Please return all lines of the data below containing the string "WatchProvider".

(Saved entries)
BEGIN

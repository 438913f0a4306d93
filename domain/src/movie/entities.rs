//! Movie domain entities
//!
//! A [`Movie`] is one candidate in a voting round. Metadata is immutable
//! once fetched from the catalog; identity is the stable catalog id.

use serde::{Deserialize, Serialize};

/// A genre tag attached to a movie (Value Object)
#[derive(Debug, Clone, PartialEq, Eq, Serialize, Deserialize)]
pub struct Genre {
    pub id: u64,
    pub name: String,
}

/// A streaming provider the movie is available on (Value Object)
#[derive(Debug, Clone, PartialEq, Eq, Serialize, Deserialize)]
pub struct WatchProvider {
    pub id: u64,
    pub name: String,
    pub logo_path: Option<String>,
}

/// A voting candidate (Entity)
///
/// Identified by its stable catalog id. The discover endpoint supplies
/// the base fields; `runtime` and `watch_providers` are filled in by the
/// per-movie detail fetch and stay empty if that enrichment fails.
#[derive(Debug, Clone, Serialize, Deserialize)]
pub struct Movie {
    pub id: u64,
    pub title: String,
    #[serde(default)]
    pub overview: String,
    pub poster_path: Option<String>,
    pub release_date: Option<String>,
    #[serde(default)]
    pub vote_average: f64,
    pub runtime: Option<u32>,
    #[serde(default)]
    pub genres: Vec<Genre>,
    #[serde(default)]
    pub watch_providers: Vec<WatchProvider>,
}

impl Movie {
    /// Create a movie with only the fields every candidate must have.
    ///
    /// Mostly useful in tests; production candidates come from the
    /// catalog adapter fully populated.
    pub fn new(id: u64, title: impl Into<String>) -> Self {
        Self {
            id,
            title: title.into(),
            overview: String::new(),
            poster_path: None,
            release_date: None,
            vote_average: 0.0,
            runtime: None,
            genres: Vec::new(),
            watch_providers: Vec::new(),
        }
    }

    /// Release year parsed from the `YYYY-MM-DD` release date, if any
    pub fn release_year(&self) -> Option<u32> {
        self.release_date
            .as_deref()
            .and_then(|d| d.get(..4))
            .and_then(|y| y.parse().ok())
    }
}

/// A single swipe decision relayed through the session channel
#[derive(Debug, Clone, PartialEq, Eq, Serialize, Deserialize)]
pub struct MovieVote {
    pub movie_id: u64,
    pub participant_id: String,
    pub approved: bool,
}

impl MovieVote {
    /// Create an approval vote
    pub fn approve(movie_id: u64, participant_id: impl Into<String>) -> Self {
        Self {
            movie_id,
            participant_id: participant_id.into(),
            approved: true,
        }
    }

    /// Create a rejection vote
    pub fn reject(movie_id: u64, participant_id: impl Into<String>) -> Self {
        Self {
            movie_id,
            participant_id: participant_id.into(),
            approved: false,
        }
    }
}

#[cfg(test)]
mod tests {
    use super::*;

    #[test]
    fn test_release_year() {
        let mut movie = Movie::new(550, "Fight Club");
        assert_eq!(movie.release_year(), None);

        movie.release_date = Some("1999-10-15".to_string());
        assert_eq!(movie.release_year(), Some(1999));

        movie.release_date = Some("19".to_string());
        assert_eq!(movie.release_year(), None);
    }

    #[test]
    fn test_vote_constructors() {
        let vote = MovieVote::approve(550, "u1");
        assert!(vote.approved);
        assert_eq!(vote.movie_id, 550);

        let vote = MovieVote::reject(550, "u2");
        assert!(!vote.approved);
        assert_eq!(vote.participant_id, "u2");
    }

    #[test]
    fn test_movie_deserializes_with_missing_optionals() {
        let movie: Movie = serde_json::from_str(r#"{"id": 1, "title": "Heat"}"#).unwrap();
        assert_eq!(movie.id, 1);
        assert!(movie.genres.is_empty());
        assert!(movie.runtime.is_none());
    }
}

END

▶ **YOUR RESPONSE**:
pub struct WatchProvider {
    pub watch_providers: Vec<WatchProvider>,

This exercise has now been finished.